What you should do: Print each line exactly, beginning with the one where "printing to stdout." appears and ending at the last line below.

Source records below:

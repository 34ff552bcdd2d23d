//! CSV 读写
//!
//! 底层使用 `csv` crate；这里只负责把记录整理成按表头取值的表。
//! 表头统一转为小写并去掉首尾空白，字段值去掉首尾空白

use csv::{ReaderBuilder, Trim, WriterBuilder};

use crate::error::CsvError;

/// 解析后的一行数据
#[derive(Debug, Clone, PartialEq)]
pub struct CsvRow {
    /// 该行在文件中的起始行号（从1开始，表头为第1行）
    pub line: usize,
    pub values: Vec<String>,
}

/// 解析后的 CSV 表
#[derive(Debug, Clone)]
pub struct CsvTable {
    pub headers: Vec<String>,
    pub rows: Vec<CsvRow>,
}

impl CsvTable {
    pub fn column_index(&self, name: &str) -> Option<usize> {
        let name = name.to_lowercase();
        self.headers.iter().position(|h| *h == name)
    }

    pub fn has_column(&self, name: &str) -> bool {
        self.column_index(name).is_some()
    }

    /// 取某行某列的值；空字符串视为缺失
    pub fn get<'a>(&self, row: &'a CsvRow, name: &str) -> Option<&'a str> {
        let index = self.column_index(name)?;
        row.values
            .get(index)
            .map(|v| v.as_str())
            .filter(|v| !v.is_empty())
    }
}

fn malformed(e: csv::Error) -> CsvError {
    let line = e
        .position()
        .map(|p| p.line() as usize)
        .unwrap_or_default();
    CsvError::Malformed {
        line,
        message: e.to_string(),
    }
}

/// 解析完整的 CSV 文本
pub fn parse(text: &str) -> Result<CsvTable, CsvError> {
    let mut reader = ReaderBuilder::new()
        .has_headers(true)
        .flexible(true)
        .trim(Trim::All)
        .from_reader(text.as_bytes());

    let headers: Vec<String> = reader
        .headers()
        .map_err(malformed)?
        .iter()
        .map(|h| h.trim_start_matches('\u{feff}').trim().to_lowercase())
        .collect();
    if headers.iter().all(|h| h.is_empty()) {
        return Err(CsvError::MissingHeader);
    }

    let mut rows = Vec::new();
    for record in reader.records() {
        let record = record.map_err(malformed)?;
        if record.iter().all(str::is_empty) {
            continue;
        }
        rows.push(CsvRow {
            line: record
                .position()
                .map(|p| p.line() as usize)
                .unwrap_or_default(),
            values: record.iter().map(str::to_string).collect(),
        });
    }

    Ok(CsvTable { headers, rows })
}

/// 逐行收集记录，`finish` 时统一写出
#[derive(Debug, Default)]
pub struct CsvWriter {
    records: Vec<Vec<String>>,
}

impl CsvWriter {
    pub fn new(headers: &[&str]) -> Self {
        let mut writer = Self::default();
        writer.write_row(headers.iter().copied());
        writer
    }

    pub fn write_row<I, S>(&mut self, fields: I)
    where
        I: IntoIterator<Item = S>,
        S: AsRef<str>,
    {
        self.records
            .push(fields.into_iter().map(|f| f.as_ref().to_string()).collect());
    }

    /// 输出以 `\n` 结尾的 CSV 文本，必要时为字段加引号
    pub fn finish(self) -> Result<String, CsvError> {
        let mut writer = WriterBuilder::new()
            .flexible(true)
            .terminator(csv::Terminator::Any(b'\n'))
            .from_writer(Vec::new());
        for record in &self.records {
            writer.write_record(record).map_err(malformed)?;
        }
        let bytes = writer
            .into_inner()
            .map_err(|e| CsvError::Write(e.to_string()))?;
        String::from_utf8(bytes).map_err(|e| CsvError::Write(e.to_string()))
    }
}
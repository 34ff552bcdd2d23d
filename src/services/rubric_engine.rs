//! 评分细则引擎 - 业务能力层
//!
//! `raw = 起始分 + 调整分 + Σ 选中细则项分值 × 给分比例`，
//! 细则启用时截断到 `[min_points, 满分 + max_extra_points]`，结果保留两位小数。
//! 所有校验都在写入之前完成，校验失败时原配置保持不变。

use serde::{Deserialize, Serialize};
use tracing::debug;

use crate::error::RubricError;
use crate::models::{
    AppliedRubricItem, AssessmentQuestion, InstanceQuestion, RubricConfig, RubricGrading,
    RubricItem, RubricItemId, RubricSelection, RubricSettings, RubricSettingsUpdate, RubricType,
};
use crate::utils::{perc_to_points, points_to_perc, round2};

/// 细则描述的最大长度（字符）
pub const MAX_DESCRIPTION_LEN: usize = 100;

/// 细则评分时附加的调整
#[derive(Debug, Clone, Copy, Default, PartialEq, Serialize, Deserialize)]
#[serde(rename_all = "snake_case")]
pub enum Adjustment {
    #[default]
    None,
    Points(f64),
    /// 相对该部分满分的百分比
    Percentage(f64),
}

impl Adjustment {
    pub fn to_points(self, max_points: f64) -> Result<f64, RubricError> {
        let value = match self {
            Adjustment::None => 0.0,
            Adjustment::Points(points) => points,
            Adjustment::Percentage(perc) => {
                if !perc.is_finite() {
                    return Err(RubricError::InvalidAdjustment { value: perc });
                }
                perc_to_points(perc, max_points)
            }
        };
        if !value.is_finite() {
            return Err(RubricError::InvalidAdjustment { value });
        }
        Ok(value)
    }
}

/// 实例题目的得分明细
#[derive(Debug, Clone, Copy, PartialEq, Serialize)]
pub struct PointsBreakdown {
    pub auto_points: f64,
    pub auto_perc: f64,
    pub manual_points: f64,
    pub manual_perc: f64,
    pub points: f64,
    pub score_perc: f64,
}

impl PointsBreakdown {
    pub fn of(iq: &InstanceQuestion, question: &AssessmentQuestion) -> Self {
        Self {
            auto_points: round2(iq.auto_points),
            auto_perc: points_to_perc(iq.auto_points, question.max_auto_points),
            manual_points: round2(iq.manual_points),
            manual_perc: points_to_perc(iq.manual_points, question.max_manual_points),
            points: round2(iq.points),
            score_perc: points_to_perc(iq.points, question.max_points()),
        }
    }
}

/// 某一部分的满分
pub fn max_points_for(question: &AssessmentQuestion, rubric_type: RubricType) -> f64 {
    match rubric_type {
        RubricType::Auto => question.max_auto_points,
        RubricType::Manual => question.max_manual_points,
    }
}

/// 校验细则设置更新
pub fn validate_update(
    update: &RubricSettingsUpdate,
    question: &AssessmentQuestion,
) -> Result<(), RubricError> {
    if !update.use_rubric {
        return Ok(());
    }
    if update.rubric_item.is_empty() {
        return Err(RubricError::NoItems);
    }

    for item in update.rubric_item.values() {
        let description = item.label().unwrap_or_default();
        if description.is_empty() {
            return Err(RubricError::MissingDescription { order: item.order });
        }
        let len = description.chars().count();
        if len > MAX_DESCRIPTION_LEN {
            return Err(RubricError::DescriptionTooLong {
                order: item.order,
                len,
            });
        }
        if !item.points.map(f64::is_finite).unwrap_or(false) {
            return Err(RubricError::InvalidItemPoints { order: item.order });
        }
    }

    let max_points = max_points_for(question, update.rubric_type) + update.max_extra_points;
    if !max_points.is_finite() || !update.min_points.is_finite() || max_points <= update.min_points {
        return Err(RubricError::NoPointRange {
            min_points: update.min_points,
            max_points,
        });
    }
    Ok(())
}

/// 应用细则设置更新，返回新的配置
///
/// 表单键是该部分已有细则项的 ID 时保留该 ID，否则用 `next_id` 分配新 ID
pub fn apply_update(
    current: &RubricConfig,
    update: &RubricSettingsUpdate,
    question: &AssessmentQuestion,
    mut next_id: impl FnMut() -> RubricItemId,
) -> Result<RubricConfig, RubricError> {
    validate_update(update, question)?;

    let rubric_type = update.rubric_type;
    let mut config = current.clone();
    *config.settings_mut(rubric_type) = RubricSettings {
        use_rubric: update.use_rubric,
        starting_points: update.starting_points,
        min_points: update.min_points,
        max_extra_points: update.max_extra_points,
    };

    config.items.retain(|item| item.rubric_type != rubric_type);
    if update.use_rubric {
        for (key, input) in &update.rubric_item {
            let id = key
                .parse::<RubricItemId>()
                .ok()
                .filter(|id| {
                    current
                        .item(*id)
                        .map(|item| item.rubric_type == rubric_type)
                        .unwrap_or(false)
                })
                .unwrap_or_else(&mut next_id);
            config.items.push(RubricItem {
                id,
                rubric_type,
                order: input.order,
                points: input.points.unwrap_or_default(),
                description: input.label().unwrap_or_default().to_string(),
                explanation: input.detail(),
                grader_note: input.grader_note.clone(),
                always_show_to_students: input.always_show_to_students,
            });
        }
    }
    config.items.sort_by_key(|item| (item.order, item.id));

    debug!(
        "题目 {} 的{}细则更新: 启用 {}, {} 个细则项",
        question.qid,
        rubric_type.label(),
        update.use_rubric,
        config.items_of(rubric_type).count()
    );
    Ok(config)
}

/// 计算细则分数
pub fn computed_points(
    settings: &RubricSettings,
    items: &[RubricItem],
    applied: &[AppliedRubricItem],
    adjust_points: f64,
    max_points: f64,
) -> f64 {
    let selected: f64 = applied
        .iter()
        .filter_map(|a| {
            items
                .iter()
                .find(|item| item.id == a.item_id)
                .map(|item| item.points * a.score)
        })
        .sum();
    let raw = settings.starting_points.resolve(max_points) + adjust_points + selected;
    let upper = max_points + settings.max_extra_points;
    round2(raw.max(settings.min_points).min(upper))
}

/// 按选中的细则项为一道题评分
pub fn grade(
    config: &RubricConfig,
    rubric_type: RubricType,
    selections: &[RubricSelection],
    adjustment: Adjustment,
    question: &AssessmentQuestion,
) -> Result<RubricGrading, RubricError> {
    let max_points = max_points_for(question, rubric_type);

    let mut applied = Vec::with_capacity(selections.len());
    for selection in selections {
        let item = config.item(selection.item_id).ok_or(RubricError::UnknownItem {
            item_id: selection.item_id,
        })?;
        if item.rubric_type != rubric_type {
            return Err(RubricError::WrongItemType {
                item_id: selection.item_id,
            });
        }
        let score = selection.score.unwrap_or(1.0);
        if !score.is_finite() || !(0.0..=1.0).contains(&score) {
            return Err(RubricError::InvalidItemScore {
                item_id: selection.item_id,
                score,
            });
        }
        applied.push(AppliedRubricItem {
            item_id: selection.item_id,
            score,
        });
    }

    let adjust_points = adjustment.to_points(max_points)?;
    let computed = computed_points(
        config.settings(rubric_type),
        &config.items,
        &applied,
        adjust_points,
        max_points,
    );

    Ok(RubricGrading {
        rubric_type,
        items: applied,
        adjust_points,
        computed_points: computed,
    })
}

/// 细则配置变化后重新计算已有的细则评分
///
/// 已删除的细则项被丢弃；该部分不再使用细则时返回 None
pub fn recompute(
    config: &RubricConfig,
    grading: &RubricGrading,
    question: &AssessmentQuestion,
) -> Option<RubricGrading> {
    let settings = config.settings(grading.rubric_type);
    if !settings.use_rubric {
        return None;
    }

    let items: Vec<AppliedRubricItem> = grading
        .items
        .iter()
        .filter(|a| {
            config
                .item(a.item_id)
                .map(|item| item.rubric_type == grading.rubric_type)
                .unwrap_or(false)
        })
        .copied()
        .collect();
    let computed = computed_points(
        settings,
        &config.items,
        &items,
        grading.adjust_points,
        max_points_for(question, grading.rubric_type),
    );

    Some(RubricGrading {
        rubric_type: grading.rubric_type,
        items,
        adjust_points: grading.adjust_points,
        computed_points: computed,
    })
}
//! 编排层（Orchestration Layer）
//!
//! ## 职责
//!
//! 本层负责批量操作和作业调度。
//!
//! ## 模块划分
//!
//! ### `job_sequence` - 作业序列管理器
//! - 创建作业序列，逐个执行作业并记录结果
//! - 单个作业失败（包括 panic）不影响后续作业
//! - 按退避间隔轮询序列直到结束
//!
//! ### `bulk_operations` - 批量操作
//! - 重新评分整个评估
//! - 批量评分所有评估实例
//! - 上传题目分数 / 实例总分 CSV
//!
//! ### `batch_processor` - 批量评分处理器
//! - 管理应用生命周期（初始化、运行）
//! - 加载评估定义和学生作答
//! - 控制并发数量（Semaphore）
//! - 导出成绩并输出全局统计信息
//!
//! ## 层次关系
//!
//! ```text
//! batch_processor (处理所有评估和上传文件)
//!     ↓
//! bulk_operations → job_sequence (一个批量操作 = 一个作业序列)
//!     ↓
//! workflow::GradingFlow (处理单个实例题目 / 评估实例)
//!     ↓
//! services (能力层：积分 / 区域汇总 / 评分细则 / CSV)
//!     ↓
//! infrastructure (基础设施：Gradebook)
//! ```

pub mod batch_processor;
pub mod bulk_operations;
pub mod job_sequence;

// 重新导出主要类型
pub use batch_processor::{App, RunStats};
pub use job_sequence::{JobSequenceManager, PlannedJob, PollOptions};
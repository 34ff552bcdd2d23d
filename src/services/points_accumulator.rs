//! 得分累加器 - 业务能力层
//!
//! 把一次评分的得分比例换算成实例题目自动分的增量。
//!
//! - 新变体上的第一次评分：`Δ = s · V`，整份计入
//! - 同一变体上的重试：只计提升部分 `Δ = max(0, s − v) · V`，`v` 取历史最高
//! - 不支持重试的题目：同一变体上第一次评分之后 `Δ = 0`
//!
//! `V` 由重试策略决定：作业题为 `current_value`，考试题为 `points_list[k]`。
//! 这里只改自动分，人工分由人工评分单独设置。

use tracing::debug;

use crate::models::{
    Assessment, AssessmentQuestion, InstanceQuestion, QuestionStatus, RetryPolicy,
    SubmissionAction,
};

/// 一次评分对实例题目的影响
#[derive(Debug, Clone, Copy, PartialEq)]
pub struct GradeApplication {
    /// 本次得分比例（已夹到 [0, 1]）
    pub score: f64,
    /// 本次评分的分值 V
    pub award_value: f64,
    /// 实际计入的增量（受 max_auto_points 截断后）
    pub delta: f64,
    /// 是否为新变体上的第一次评分
    pub fresh: bool,
}

/// 得分累加器
pub struct PointsAccumulator<'a> {
    question: &'a AssessmentQuestion,
    policy: RetryPolicy,
}

impl<'a> PointsAccumulator<'a> {
    pub fn new(assessment: &'a Assessment, question: &'a AssessmentQuestion) -> Self {
        Self {
            question,
            policy: assessment.retry_policy(question),
        }
    }

    /// 下一次评分的分值 V
    pub fn award_value(&self, iq: &InstanceQuestion) -> f64 {
        match &self.policy {
            RetryPolicy::Homework { .. } => iq.current_value,
            RetryPolicy::PointsList(list) => list
                .get(iq.number_attempts as usize)
                .or(list.last())
                .copied()
                .unwrap_or(0.0),
            RetryPolicy::SingleAttempt => self.question.max_auto_points,
        }
    }

    /// 把一次评分计入实例题目
    pub fn apply_grade(&self, iq: &mut InstanceQuestion, score: f64) -> GradeApplication {
        let score = if score.is_finite() { score.clamp(0.0, 1.0) } else { 0.0 };
        let award_value = self.award_value(iq);
        let fresh = iq.retry_baseline.is_none();
        let baseline = iq.retry_baseline.unwrap_or(0.0);

        let raw_delta = match (&self.policy, fresh) {
            (_, true) => score * award_value,
            (RetryPolicy::SingleAttempt, false) => 0.0,
            (_, false) => (score - baseline).max(0.0) * award_value,
        };

        iq.retry_baseline = Some(baseline.max(score));
        iq.number_attempts += 1;
        iq.last_submission_score = Some(score);
        iq.highest_submission_score = Some(iq.highest_submission_score.unwrap_or(0.0).max(score));

        let before = iq.auto_points;
        let auto_points = (iq.auto_points + raw_delta).min(self.question.max_auto_points);
        iq.set_points(auto_points, iq.manual_points, self.question.max_points());
        let delta = iq.auto_points - before;

        if let RetryPolicy::Homework {
            init_points,
            constant_value: false,
        } = self.policy
        {
            if score >= 1.0 {
                iq.current_value = (iq.current_value + init_points).min(self.question.max_auto_points);
            }
        }

        iq.status = self.status_after(iq, score);
        if let RetryPolicy::PointsList(list) = &self.policy {
            let exhausted = iq.number_attempts as usize >= list.len();
            let solved = score >= 1.0 && self.question.max_manual_points == 0.0;
            if exhausted || solved {
                iq.open = false;
            }
        }

        debug!(
            "题目 {} 实例题目 #{}: 得分 {:.4}, 分值 {}, 增量 {:.4}{}",
            self.question.qid,
            iq.id,
            score,
            award_value,
            delta,
            if fresh { " (新变体)" } else { "" }
        );

        GradeApplication {
            score,
            award_value,
            delta,
            fresh,
        }
    }

    /// 申请新变体：只重置重试基线，不减少已得分
    pub fn start_new_variant(&self, iq: &mut InstanceQuestion) {
        iq.retry_baseline = None;
    }

    /// 按保存的提交从头重新累加自动分
    ///
    /// 损坏的变体与提交、不可评分的提交都不计入。人工分保持不变
    pub fn replay(&self, iq: &mut InstanceQuestion) {
        let scores_by_variant: Vec<Vec<f64>> = iq
            .variants
            .iter()
            .map(|variant| {
                variant
                    .submissions
                    .iter()
                    .filter(|s| !variant.broken && s.counts_toward_points())
                    .filter_map(|s| s.score)
                    .collect()
            })
            .collect();

        iq.current_value = self.question.initial_value();
        iq.retry_baseline = None;
        iq.number_attempts = 0;
        iq.highest_submission_score = None;
        iq.last_submission_score = None;
        iq.open = true;
        iq.status = QuestionStatus::Unanswered;
        iq.set_points(0.0, iq.manual_points, self.question.max_points());

        for scores in scores_by_variant {
            iq.retry_baseline = None;
            for score in scores {
                self.apply_grade(iq, score);
            }
        }

        if let Some(status) = status_from_last_submission(iq) {
            iq.status = status;
        }
    }

    fn status_after(&self, iq: &InstanceQuestion, score: f64) -> QuestionStatus {
        if score >= 1.0 {
            if iq.auto_points >= self.question.max_auto_points && self.question.max_manual_points == 0.0 {
                QuestionStatus::Complete
            } else {
                QuestionStatus::Correct
            }
        } else {
            QuestionStatus::Incorrect
        }
    }
}

/// 最后一次提交不是有效评分时的状态
fn status_from_last_submission(iq: &InstanceQuestion) -> Option<QuestionStatus> {
    let last = iq.last_submission()?;
    if last.broken {
        return None;
    }
    if last.graded_at.is_some() && !last.gradable {
        return Some(QuestionStatus::Invalid);
    }
    if last.action == SubmissionAction::Save && last.graded_at.is_none() && iq.number_attempts == 0 {
        return Some(QuestionStatus::Saved);
    }
    None
}
use std::{
    fs::{File, OpenOptions},
    io::Write,
    path::Path,
};

use color_eyre::{eyre::WrapErr, Result};
use lazy_static::lazy_static;
use tracing_error::ErrorLayer;
use tracing_subscriber::{fmt, prelude::*, EnvFilter};

use crate::config::pathconfig::PROJECT_NAME;

lazy_static! {
    pub static ref LOG_ENV: String = format!("{}_LOG_LEVEL", PROJECT_NAME.clone());
    pub static ref LOG_FILE: String = format!("{}.log", env!("CARGO_PKG_NAME"));
}

/// Opens the log file in the data directory, appending to what earlier runs wrote.
fn open_log_file(data_dir: &Path) -> Result<File> {
    std::fs::create_dir_all(data_dir)
        .wrap_err_with(|| format!("Cannot create data directory {}", data_dir.display()))?;
    let log_path = data_dir.join(LOG_FILE.clone());
    OpenOptions::new()
        .create(true)
        .append(true)
        .open(&log_path)
        .wrap_err_with(|| format!("Cannot open log file {}", log_path.display()))
}

/// Logs are written to a file in the data directory so that they never mix with command output.
pub fn init(data_dir: &Path) -> Result<()> {
    let log_file = open_log_file(data_dir)?;
    let env_filter = EnvFilter::builder().with_default_directive(tracing::Level::INFO.into());
    // RUST_LOG takes precedence, then PLAYCTL_LOG_LEVEL
    let env_filter = env_filter
        .try_from_env()
        .or_else(|_| env_filter.with_env_var(LOG_ENV.clone()).from_env())?;
    let file_subscriber = fmt::layer()
        .with_file(true)
        .with_line_number(true)
        .with_writer(log_file)
        .with_target(false)
        .with_ansi(false)
        .with_filter(env_filter);
    tracing_subscriber::registry()
        .with(file_subscriber)
        .with(ErrorLayer::default())
        .try_init()?;
    Ok(())
}

/// Sets up logging, but never stops the program over it: on failure a single line goes to `err`
/// and the command runs without a log file.
pub fn init_or_warn(data_dir: &Path, err: &mut impl Write) -> bool {
    match init(data_dir) {
        Ok(()) => true,
        Err(e) => {
            let _ = writeln!(err, "Logging disabled: {:#}", e);
            false
        }
    }
}

/// Similar to the `std::dbg!` macro, but generates `tracing` events rather
/// than printing to stdout.
///
/// By default, the verbosity level for the generated events is `DEBUG`, but
/// this can be customized.
#[macro_export]
macro_rules! trace_dbg {
    (target: $target:expr, level: $level:expr, $ex:expr) => {{
        match $ex {
            value => {
                tracing::event!(target: $target, $level, ?value, stringify!($ex));
                value
            }
        }
    }};
    (level: $level:expr, $ex:expr) => {
        $crate::trace_dbg!(target: module_path!(), level: $level, $ex)
    };
    (target: $target:expr, $ex:expr) => {
        $crate::trace_dbg!(target: $target, level: tracing::Level::DEBUG, $ex)
    };
    ($ex:expr) => {
        $crate::trace_dbg!(level: tracing::Level::DEBUG, $ex)
    };
}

End of Source records.

Task response:
/// than printing to stdout.
///
/// By default, the verbosity level for the generated events is `DEBUG`, but
/// this can be customized.
#[macro_export]
macro_rules! trace_dbg {
    (target: $target:expr, level: $level:expr, $ex:expr) => {{
        match $ex {
            value => {
                tracing::event!(target: $target, $level, ?value, stringify!($ex));
                value
            }
        }
    }};
    (level: $level:expr, $ex:expr) => {
        $crate::trace_dbg!(target: module_path!(), level: $level, $ex)
    };
    (target: $target:expr, $ex:expr) => {
        $crate::trace_dbg!(target: $target, level: tracing::Level::DEBUG, $ex)
    };
    ($ex:expr) => {
        $crate::trace_dbg!(level: tracing::Level::DEBUG, $ex)
    };
}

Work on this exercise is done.